March, 2016 - Nocturnalknight's Lair

Developing a Fast and Big data Acquisition System with a near Real Time Analytics – Part 1

By Ramkumar Sundarakalatharan | March 31, 2016 | Comments 0 Comment

Introduction
This series of How To or Case Study I am attempting to write was the result of the work of our team for the past 2+ years.We were developing a Predictive Analytics Platform for a global truck OEM. This was to be integrated with their live OBU data, Warranty, Research & Design, Customer Support, CRM and DMS among other things.
In this journey, we have attempted to solve the problem in incremental steps. Currently we are working on the predictive analytics with learning workflows. So, I believe Its time to pen down the experience with building the other 3 incremental solutions.

First Baby Step – Fast Data capture and Conventional Analytics –
- Kafka, Redis, PostreSQL
Next Logical Step – Big Data capture, Warehousing and Conventional Analytics
- Kafka, Storm/Spark, Hadoop/Hive, Zookeeper
The Bulls Eye – Real Time Analytics on Big-Data
- Same as Above with Solr and Zeppelin
The Holy Grail – Predictive Analytics
- Same as Above with MLib on Spark

Now, in this post I will write about “The First Baby Step”. This involves fast acquisition of data, Real-time analytics and long term data archival.
The disparate data sets and sources posed a significant complexity, not to mention the myriad polling frequencies, sync models and EOD jobs. It goes without saying that the #OEM had a significant investment in SAP infrastructure. We had studied multiple architecture models, (Some are available in this Reference Architecture Model from Horton Works and SAP)
The following are the considerations from the data perspective,

FastData – Realtime Telematics data from the OBU.
BigData – Diagonastics data from each truck had 40+ parameters and initial pilot of 7500 trucks.
Structured Data – Data from Dealer Management System and Customer Relationship Management System.
Transactional Data – Data from Warranty management and Customer Support systems.

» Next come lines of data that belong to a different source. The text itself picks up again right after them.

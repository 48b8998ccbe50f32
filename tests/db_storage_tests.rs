use chrono::{Duration, Utc};
use sea_orm::Database;
use sea_orm_migration::MigratorTrait;
use serde_json::{json, Value};
use std::collections::BTreeSet;
use std::sync::atomic::{AtomicBool, Ordering};
use std::sync::Arc;
use tempfile::TempDir;
use uuid::Uuid;

use corpsync_backend::error::SyncError;
use corpsync_backend::models::data::{Provenance, StoredRecord, TenantBatch};
use corpsync_backend::models::setup::{SetupPhase, SetupStatus, SetupStatusUpdate};
use corpsync_backend::models::sync::{RunOutcome, RunStep, SyncRunRecord};
use corpsync_backend::services::data_access::DataAccessLayer;
use corpsync_backend::services::storage::{DbStorage, SyncStorage};

/// SQLite database in a temp dir with migrations applied
async fn setup_test_db() -> (DbStorage, TempDir) {
    let dir = tempfile::tempdir().unwrap();
    let url = format!("sqlite://{}?mode=rwc", dir.path().join("corpsync.db").display());
    let db = Database::connect(&url).await.unwrap();
    migration::Migrator::up(&db, None).await.unwrap();
    (DbStorage::new(db), dir)
}

fn record(tenant: &str, key: &str) -> StoredRecord {
    StoredRecord {
        category: "assets".to_string(),
        tenant_id: tenant.to_string(),
        record_key: key.to_string(),
        payload: json!({ "item_id": key, "type_id": 34 }),
        synced_at: Utc::now(),
    }
}

fn batch(tenant: &str, keys: &[&str]) -> TenantBatch {
    TenantBatch {
        tenant_id: tenant.to_string(),
        records: keys.iter().map(|k| record(tenant, k)).collect(),
    }
}

fn tenant_batches(prefix: &str, tenants: &[&str], rows: usize) -> Vec<TenantBatch> {
    tenants
        .iter()
        .map(|tenant| TenantBatch {
            tenant_id: tenant.to_string(),
            records: (0..rows)
                .map(|i| record(tenant, &format!("{}-{}-{:05}", prefix, tenant, i)))
                .collect(),
        })
        .collect()
}

fn key_set(batches: &[TenantBatch]) -> BTreeSet<String> {
    batches
        .iter()
        .flat_map(|b| b.records.iter().map(|r| r.record_key.clone()))
        .collect()
}

fn payload_keys(data: &[Value]) -> BTreeSet<String> {
    data.iter()
        .filter_map(|v| v["item_id"].as_str().map(str::to_string))
        .collect()
}

fn run(outcome: RunOutcome, error: Option<&str>) -> SyncRunRecord {
    let started_at = Utc::now() - Duration::seconds(5);
    SyncRunRecord {
        run_id: Uuid::new_v4(),
        process_id: "assets".to_string(),
        started_at,
        finished_at: Utc::now(),
        outcome,
        items_processed: 0,
        step: match outcome {
            RunOutcome::Success => RunStep::Succeeded,
            RunOutcome::Error => RunStep::Failed,
            RunOutcome::Cancelled => RunStep::Pending,
        },
        failed_step: None,
        error_id: None,
        error_message: error.map(str::to_string),
    }
}

#[tokio::test]
async fn test_replace_category_per_tenant() {
    let (storage, _dir) = setup_test_db().await;

    let written = storage
        .replace_category("assets", &[batch("1", &["a", "b"]), batch("2", &["c"])])
        .await
        .unwrap();
    assert_eq!(written, 3);

    storage
        .replace_category("assets", &[batch("1", &["d"])])
        .await
        .unwrap();

    let rows = storage.read_category("assets").await.unwrap();
    let keys: Vec<(&str, &str)> = rows
        .iter()
        .map(|r| (r.tenant_id.as_str(), r.record_key.as_str()))
        .collect();
    assert_eq!(keys, vec![("1", "d"), ("2", "c")]);
    assert_eq!(rows[0].payload, json!({ "item_id": "d", "type_id": 34 }));

    let tenant = storage.read_category_for_tenant("assets", "2").await.unwrap();
    assert_eq!(tenant.len(), 1);
    assert!(storage.read_category("members").await.unwrap().is_empty());
}

#[tokio::test]
async fn test_failed_replace_rolls_back_every_tenant() {
    let (storage, _dir) = setup_test_db().await;
    storage
        .replace_category("assets", &[batch("1", &["a"]), batch("2", &["b"])])
        .await
        .unwrap();

    // Tenant 2 is replaced first, then tenant 1 violates the unique key
    let err = storage
        .replace_category("assets", &[batch("2", &["x", "y"]), batch("1", &["c", "c"])])
        .await
        .unwrap_err();
    assert!(matches!(err, SyncError::Storage(_)));

    let rows = storage.read_category("assets").await.unwrap();
    let keys: Vec<&str> = rows.iter().map(|r| r.record_key.as_str()).collect();
    assert_eq!(keys, vec!["a", "b"]);
}

#[tokio::test]
async fn test_setup_status_round_trip_keeps_green() {
    let (storage, _dir) = setup_test_db().await;
    assert!(storage.load_setup_status().await.unwrap().is_none());

    let green = SetupStatus::default().apply(
        SetupStatusUpdate {
            database_connected: Some(true),
            external_auth_configured: Some(true),
        },
        Utc::now(),
    );
    storage.save_setup_status(&green).await.unwrap();

    // A stale, never-green copy cannot clear the persisted bit
    storage.save_setup_status(&SetupStatus::default()).await.unwrap();

    let loaded = storage.load_setup_status().await.unwrap().unwrap();
    assert!(loaded.has_ever_been_green());
    assert!(!loaded.fully_configured());
    assert_eq!(loaded.phase(), SetupPhase::FullyConfigured);
}

#[tokio::test]
async fn test_process_state_persistence() {
    let (storage, _dir) = setup_test_db().await;
    assert!(storage.load_process_state("assets").await.unwrap().is_none());

    storage
        .record_run(&run(RunOutcome::Error, Some("rate limit exceeded")))
        .await
        .unwrap();
    storage.record_run(&run(RunOutcome::Cancelled, None)).await.unwrap();
    storage
        .save_process_settings("assets", Some(false), Some(90))
        .await
        .unwrap();

    let state = storage.load_process_state("assets").await.unwrap().unwrap();
    assert_eq!(state.error_count, 1);
    assert_eq!(state.success_count, 0);
    assert_eq!(state.last_error.as_deref(), Some("rate limit exceeded"));
    assert!(state.last_attempt_at.is_some());
    assert_eq!(state.enabled, Some(false));
    assert_eq!(state.interval_minutes, Some(90));

    storage.record_run(&run(RunOutcome::Success, None)).await.unwrap();
    let state = storage.load_process_state("assets").await.unwrap().unwrap();
    assert_eq!(state.success_count, 1);
    assert!(state.last_error.is_none());
    assert!(state.last_success_at.is_some());
}

#[tokio::test(flavor = "multi_thread", worker_threads = 2)]
async fn test_concurrent_reads_see_old_or_new_set_only() {
    let (storage, _dir) = setup_test_db().await;
    let storage = Arc::new(storage);

    let old = tenant_batches("old", &["1", "2", "3"], 50);
    storage.replace_category("assets", &old).await.unwrap();

    let green = SetupStatus::default().apply(
        SetupStatusUpdate {
            database_connected: Some(true),
            external_auth_configured: Some(true),
        },
        Utc::now(),
    );
    let layer = Arc::new(DataAccessLayer::new(storage.clone(), green));
    assert_eq!(layer.read("assets").await.provenance, Provenance::Stored);

    let stop = Arc::new(AtomicBool::new(false));
    let reader = tokio::spawn({
        let layer = layer.clone();
        let stop = stop.clone();
        async move {
            let mut seen = Vec::new();
            while !stop.load(Ordering::SeqCst) {
                seen.push(payload_keys(&layer.read("assets").await.data));
                tokio::task::yield_now().await;
            }
            seen
        }
    });

    // Tenants 1 and 2 are rewritten in full before tenant 3 hits a duplicate
    let mut failing = tenant_batches("bad", &["1", "2", "3"], 1500);
    let duplicate = failing[2].records[0].clone();
    failing[2].records.push(duplicate);
    assert!(storage.replace_category("assets", &failing).await.is_err());

    let new = tenant_batches("new", &["1", "2", "3"], 1500);
    storage.replace_category("assets", &new).await.unwrap();
    tokio::time::sleep(std::time::Duration::from_millis(50)).await;
    stop.store(true, Ordering::SeqCst);

    let seen = reader.await.unwrap();
    assert!(!seen.is_empty());
    let (old_keys, new_keys) = (key_set(&old), key_set(&new));
    for keys in &seen {
        assert!(
            *keys == old_keys || *keys == new_keys,
            "read observed a partial set of {} rows",
            keys.len()
        );
    }
    assert_eq!(seen.last(), Some(&new_keys));
}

Fast Data: Our primary challenge for the 1st phase of design/development was the scaling of the data acquisition system to collect data from thousands of nodes, each of which sent 40 sensor readings polled once per second and transmitted every 6 seconds once. While maintaining the ability to query the data in real time for event detection. While each data record was only ~300kb, our expected maximum sensor load indicated a collection rate of about 27 million records, or 22.5GB, per hour. However, our primary issue was not data size, but data rate. A large number of inserts had to happen each second, and we were unable to buffer inserts into batches or transactions without incurring a delay in the real-time data stream.
When designing network applications, one must consider the two canonical I/O bottlenecks: Network I/O, and Filesystem I/O. For our use case, we had little influence over network I/O speeds. We had no control over the locations where our truck sensors would be at any given time, or in the bandwidth or network infrastructure of said location (Our OBDs communicated using GPRS on GSM Network). With network latency as a known variant, we focused on addressing the bottleneck we could control: Filesystem I/O. For the immediate collection problem, this means we evaluated databases to insert the data into as it was collected. While we initially attempted to collect the data in a relational database (PostgreSQL), we soon discovered that while PostgreSQL could potentially handle the number of inserts per second, it was unable to respond to read queries simultaneously. Simply put, we were unable to read data while we were collecting it, preventing us from doing any real-time analysis (or any analysis at all, for that matter, unless we stopped data collection).
The easiest way to avoid slowdowns due to disk operations is to avoid the disk altogether, we mitigated this by leveraging Redis, an open-source in-memory NoSQL datastore. Redis stores all data in RAM and in hybrid models in Flash storage (like an SSD) allowing lightning fast reads and writes. With Redis, we were easily able to insert all of our collected data as it was transmitted from the sensor nodes, and query the data simultaneously for event detection and analytics. In fact, were were also able to leverage Pub/Sub functionality on the same Redis server to publish notifications of detected events for transmission to event driven workers, without any performance issues.
In addition to speed, Redis features advanced data structures, including Lists, Sets, Hashes,Geospatials and Sorted Sets, rather than the somewhat limiting key/value pair consistent with many NoSQL stores.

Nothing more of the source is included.